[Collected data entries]
******
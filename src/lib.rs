//! Ethereum Explorer Proxy Library
//!
//! Relays wallet and transaction lookups from a static frontend to the
//! Etherscan v2 API, holding the API key server-side and applying CORS and
//! per-client rate limits at the edge.

pub mod config;
pub mod etherscan;
pub mod http;
pub mod lifecycle;
pub mod lookup;
pub mod observability;
pub mod security;

pub use config::schema::ProxyConfig;
pub use http::HttpServer;
pub use lifecycle::Shutdown;
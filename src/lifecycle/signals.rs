//! OS signal handling.

/// Resolve on Ctrl+C, or SIGTERM on Unix (what container platforms send).
pub async fn wait_for_signal() {
    let ctrl_c = async {
        if let Err(e) = tokio::signal::ctrl_c().await {
            tracing::error!(error = %e, "Failed to listen for Ctrl+C");
            std::future::pending::<()>().await;
        }
    };

    #[cfg(unix)]
    let terminate = async {
        match tokio::signal::unix::signal(tokio::signal::unix::SignalKind::terminate()) {
            Ok(mut sig) => {
                sig.recv().await;
            }
            Err(e) => {
                tracing::error!(error = %e, "Failed to listen for SIGTERM");
                std::future::pending::<()>().await;
            }
        }
    };

    #[cfg(not(unix))]
    let terminate = std::future::pending::<()>();

    tokio::select! {
        _ = ctrl_c => tracing::info!("Received Ctrl+C"),
        _ = terminate => tracing::info!("Received SIGTERM"),
    }
}
//! Shutdown coordination.

use tokio::sync::broadcast;

/// Coordinator for graceful shutdown.
///
/// The server and its background tasks each hold a receiver; one trigger
/// stops them all.
#[derive(Debug, Clone)]
pub struct Shutdown {
    tx: broadcast::Sender<()>,
}

impl Shutdown {
    pub fn new() -> Self {
        let (tx, _) = broadcast::channel(1);
        Self { tx }
    }

    /// Subscribe to the shutdown signal.
    pub fn subscribe(&self) -> broadcast::Receiver<()> {
        self.tx.subscribe()
    }

    /// Fire the signal. Returns how many receivers were notified.
    pub fn trigger(&self) -> usize {
        self.tx.send(()).unwrap_or(0)
    }
}

impl Default for Shutdown {
    fn default() -> Self {
        Self::new()
    }
}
******
Starting at the first line of the records above, please copy every line exactly through the line containing "#[cfg(unix)]", and stop there.

◆ **ANSWER SPACE**
filename src/lib.rs
//! Ethereum Explorer Proxy Library
//!
//! Relays wallet and transaction lookups from a static frontend to the
//! Etherscan v2 API, holding the API key server-side and applying CORS and
//! per-client rate limits at the edge.

pub mod config;
pub mod etherscan;
pub mod http;
pub mod lifecycle;
pub mod lookup;
pub mod observability;
pub mod security;

pub use config::schema::ProxyConfig;
pub use http::HttpServer;
pub use lifecycle::Shutdown;
filename src/lifecycle/signals.rs
//! OS signal handling.

/// Resolve on Ctrl+C, or SIGTERM on Unix (what container platforms send).
pub async fn wait_for_signal() {
    let ctrl_c = async {
        if let Err(e) = tokio::signal::ctrl_c().await {
            tracing::error!(error = %e, "Failed to listen for Ctrl+C");
            std::future::pending::<()>().await;
        }
    };

    #[cfg(unix)]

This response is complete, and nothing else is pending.